_Data for the task_
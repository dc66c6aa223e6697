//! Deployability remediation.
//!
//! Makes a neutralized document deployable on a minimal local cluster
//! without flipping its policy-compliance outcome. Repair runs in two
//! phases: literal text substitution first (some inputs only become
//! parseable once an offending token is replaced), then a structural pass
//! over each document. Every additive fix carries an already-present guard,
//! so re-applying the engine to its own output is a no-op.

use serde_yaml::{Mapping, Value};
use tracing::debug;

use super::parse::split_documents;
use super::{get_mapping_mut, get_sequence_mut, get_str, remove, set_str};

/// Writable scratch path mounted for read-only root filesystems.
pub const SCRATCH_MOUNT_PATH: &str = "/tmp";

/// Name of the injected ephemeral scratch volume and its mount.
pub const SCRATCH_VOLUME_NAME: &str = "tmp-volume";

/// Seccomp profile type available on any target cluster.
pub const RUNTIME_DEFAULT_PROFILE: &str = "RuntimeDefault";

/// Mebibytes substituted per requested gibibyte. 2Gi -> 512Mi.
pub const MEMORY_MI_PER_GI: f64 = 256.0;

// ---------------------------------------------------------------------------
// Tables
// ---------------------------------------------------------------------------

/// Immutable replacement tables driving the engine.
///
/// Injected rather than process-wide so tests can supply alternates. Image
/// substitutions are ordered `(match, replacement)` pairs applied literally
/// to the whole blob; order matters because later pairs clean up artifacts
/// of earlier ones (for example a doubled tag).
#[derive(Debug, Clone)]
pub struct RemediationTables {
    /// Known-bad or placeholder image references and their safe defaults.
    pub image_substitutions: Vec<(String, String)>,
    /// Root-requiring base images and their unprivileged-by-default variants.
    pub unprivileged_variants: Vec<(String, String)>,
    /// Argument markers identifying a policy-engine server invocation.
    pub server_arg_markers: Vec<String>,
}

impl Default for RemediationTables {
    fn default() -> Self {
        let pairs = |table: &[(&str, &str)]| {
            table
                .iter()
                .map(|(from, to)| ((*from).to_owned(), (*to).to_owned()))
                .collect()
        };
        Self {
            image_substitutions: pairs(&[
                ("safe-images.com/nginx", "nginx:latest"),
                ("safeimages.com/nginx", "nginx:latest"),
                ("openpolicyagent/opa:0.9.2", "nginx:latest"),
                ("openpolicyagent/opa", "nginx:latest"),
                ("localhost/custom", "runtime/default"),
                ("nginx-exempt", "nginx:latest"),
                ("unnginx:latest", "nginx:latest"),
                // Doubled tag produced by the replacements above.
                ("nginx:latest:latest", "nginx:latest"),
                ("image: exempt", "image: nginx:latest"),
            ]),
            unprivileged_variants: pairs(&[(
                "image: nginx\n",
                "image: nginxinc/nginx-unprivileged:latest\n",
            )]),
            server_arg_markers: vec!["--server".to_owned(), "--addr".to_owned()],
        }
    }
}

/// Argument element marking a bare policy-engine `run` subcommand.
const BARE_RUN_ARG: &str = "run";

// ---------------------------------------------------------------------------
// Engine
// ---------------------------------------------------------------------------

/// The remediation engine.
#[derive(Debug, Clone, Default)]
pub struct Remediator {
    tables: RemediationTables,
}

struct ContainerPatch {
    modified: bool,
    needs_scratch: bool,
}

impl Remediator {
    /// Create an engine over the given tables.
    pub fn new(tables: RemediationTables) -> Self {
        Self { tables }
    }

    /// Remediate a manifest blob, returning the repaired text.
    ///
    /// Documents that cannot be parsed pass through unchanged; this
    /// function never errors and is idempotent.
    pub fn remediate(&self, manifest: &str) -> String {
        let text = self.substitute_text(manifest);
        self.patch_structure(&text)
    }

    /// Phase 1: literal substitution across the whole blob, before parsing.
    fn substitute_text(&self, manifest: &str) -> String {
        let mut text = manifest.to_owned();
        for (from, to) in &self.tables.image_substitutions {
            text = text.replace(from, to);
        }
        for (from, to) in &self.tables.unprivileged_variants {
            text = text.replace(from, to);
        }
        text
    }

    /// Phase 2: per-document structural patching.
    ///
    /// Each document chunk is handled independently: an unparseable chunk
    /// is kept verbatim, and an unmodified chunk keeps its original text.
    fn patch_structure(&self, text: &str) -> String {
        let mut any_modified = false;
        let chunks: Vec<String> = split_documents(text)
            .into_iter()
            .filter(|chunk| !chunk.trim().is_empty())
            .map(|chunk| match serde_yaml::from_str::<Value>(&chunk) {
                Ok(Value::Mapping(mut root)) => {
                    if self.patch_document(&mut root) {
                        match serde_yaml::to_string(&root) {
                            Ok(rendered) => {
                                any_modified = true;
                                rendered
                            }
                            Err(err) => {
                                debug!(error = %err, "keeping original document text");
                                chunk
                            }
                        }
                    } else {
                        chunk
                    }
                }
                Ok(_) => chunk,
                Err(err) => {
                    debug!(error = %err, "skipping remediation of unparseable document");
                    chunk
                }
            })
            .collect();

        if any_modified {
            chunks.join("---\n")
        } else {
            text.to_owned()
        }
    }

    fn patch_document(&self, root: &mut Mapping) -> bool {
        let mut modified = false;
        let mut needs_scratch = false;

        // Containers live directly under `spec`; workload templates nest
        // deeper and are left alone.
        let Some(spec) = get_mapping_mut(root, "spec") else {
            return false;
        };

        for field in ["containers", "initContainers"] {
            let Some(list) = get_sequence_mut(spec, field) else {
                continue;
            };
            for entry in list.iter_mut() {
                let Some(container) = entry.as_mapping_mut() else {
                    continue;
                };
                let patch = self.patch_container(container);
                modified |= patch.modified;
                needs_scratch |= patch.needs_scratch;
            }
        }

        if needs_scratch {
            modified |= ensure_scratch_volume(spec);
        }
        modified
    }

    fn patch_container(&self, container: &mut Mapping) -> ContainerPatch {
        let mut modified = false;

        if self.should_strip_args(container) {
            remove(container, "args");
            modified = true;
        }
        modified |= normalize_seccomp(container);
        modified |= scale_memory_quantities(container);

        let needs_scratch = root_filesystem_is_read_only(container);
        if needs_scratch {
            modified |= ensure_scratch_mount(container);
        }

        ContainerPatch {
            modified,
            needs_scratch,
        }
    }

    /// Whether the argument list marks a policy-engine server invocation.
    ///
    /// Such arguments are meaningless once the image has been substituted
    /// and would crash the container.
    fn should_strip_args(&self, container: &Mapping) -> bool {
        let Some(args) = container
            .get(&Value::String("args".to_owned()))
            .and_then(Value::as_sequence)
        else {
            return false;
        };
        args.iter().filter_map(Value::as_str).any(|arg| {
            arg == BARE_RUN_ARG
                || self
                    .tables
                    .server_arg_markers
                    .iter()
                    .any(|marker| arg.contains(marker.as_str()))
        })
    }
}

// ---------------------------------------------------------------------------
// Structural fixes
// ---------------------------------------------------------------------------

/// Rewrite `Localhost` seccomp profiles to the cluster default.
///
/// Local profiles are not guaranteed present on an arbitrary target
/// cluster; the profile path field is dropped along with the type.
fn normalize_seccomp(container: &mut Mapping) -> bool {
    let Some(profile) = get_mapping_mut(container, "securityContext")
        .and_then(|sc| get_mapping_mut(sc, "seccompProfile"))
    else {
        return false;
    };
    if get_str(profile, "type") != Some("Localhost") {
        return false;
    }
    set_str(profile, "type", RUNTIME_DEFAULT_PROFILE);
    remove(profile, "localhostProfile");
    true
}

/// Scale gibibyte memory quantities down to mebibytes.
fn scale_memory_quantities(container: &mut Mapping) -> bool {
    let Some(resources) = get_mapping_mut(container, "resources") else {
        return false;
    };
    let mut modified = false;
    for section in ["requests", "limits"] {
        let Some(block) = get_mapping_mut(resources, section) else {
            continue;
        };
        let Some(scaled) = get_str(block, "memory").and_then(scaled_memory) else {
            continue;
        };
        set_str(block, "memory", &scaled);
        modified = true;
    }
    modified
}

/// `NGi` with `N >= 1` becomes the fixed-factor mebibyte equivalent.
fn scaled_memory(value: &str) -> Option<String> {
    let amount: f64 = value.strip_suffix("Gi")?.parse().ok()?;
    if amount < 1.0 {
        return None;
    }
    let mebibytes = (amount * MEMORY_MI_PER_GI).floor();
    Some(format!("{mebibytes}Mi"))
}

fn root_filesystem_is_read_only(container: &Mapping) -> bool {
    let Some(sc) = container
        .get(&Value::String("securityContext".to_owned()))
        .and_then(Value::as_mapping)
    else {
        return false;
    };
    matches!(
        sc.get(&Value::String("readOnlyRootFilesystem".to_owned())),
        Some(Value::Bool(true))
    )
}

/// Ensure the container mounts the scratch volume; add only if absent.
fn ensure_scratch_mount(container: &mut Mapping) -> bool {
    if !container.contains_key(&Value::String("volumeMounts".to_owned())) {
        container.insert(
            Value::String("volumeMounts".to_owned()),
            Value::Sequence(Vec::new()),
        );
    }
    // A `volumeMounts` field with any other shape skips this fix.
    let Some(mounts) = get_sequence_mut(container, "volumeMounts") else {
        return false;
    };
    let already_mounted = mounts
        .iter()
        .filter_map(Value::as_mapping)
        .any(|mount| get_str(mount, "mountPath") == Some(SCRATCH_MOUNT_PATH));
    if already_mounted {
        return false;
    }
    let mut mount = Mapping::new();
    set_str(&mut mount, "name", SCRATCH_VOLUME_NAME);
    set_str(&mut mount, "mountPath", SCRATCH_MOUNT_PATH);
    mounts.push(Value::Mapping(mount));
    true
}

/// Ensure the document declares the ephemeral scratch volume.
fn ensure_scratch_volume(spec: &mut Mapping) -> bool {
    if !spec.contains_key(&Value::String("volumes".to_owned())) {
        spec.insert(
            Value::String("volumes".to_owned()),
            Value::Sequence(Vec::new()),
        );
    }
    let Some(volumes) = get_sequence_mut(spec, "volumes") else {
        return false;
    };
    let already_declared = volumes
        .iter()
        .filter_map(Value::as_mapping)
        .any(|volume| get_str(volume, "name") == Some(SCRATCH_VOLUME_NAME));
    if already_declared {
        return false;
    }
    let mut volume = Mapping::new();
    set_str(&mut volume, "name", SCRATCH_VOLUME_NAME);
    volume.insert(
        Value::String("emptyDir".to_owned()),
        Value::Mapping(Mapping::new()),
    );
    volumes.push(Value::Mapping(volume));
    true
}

_What to work on_
From the entries above, copy every line containing the word "pairs".

_Exercise answer_
/// substitutions are ordered `(match, replacement)` pairs applied literally
/// to the whole blob; order matters because later pairs clean up artifacts
        let pairs = |table: &[(&str, &str)]| {
            image_substitutions: pairs(&[
            unprivileged_variants: pairs(&[(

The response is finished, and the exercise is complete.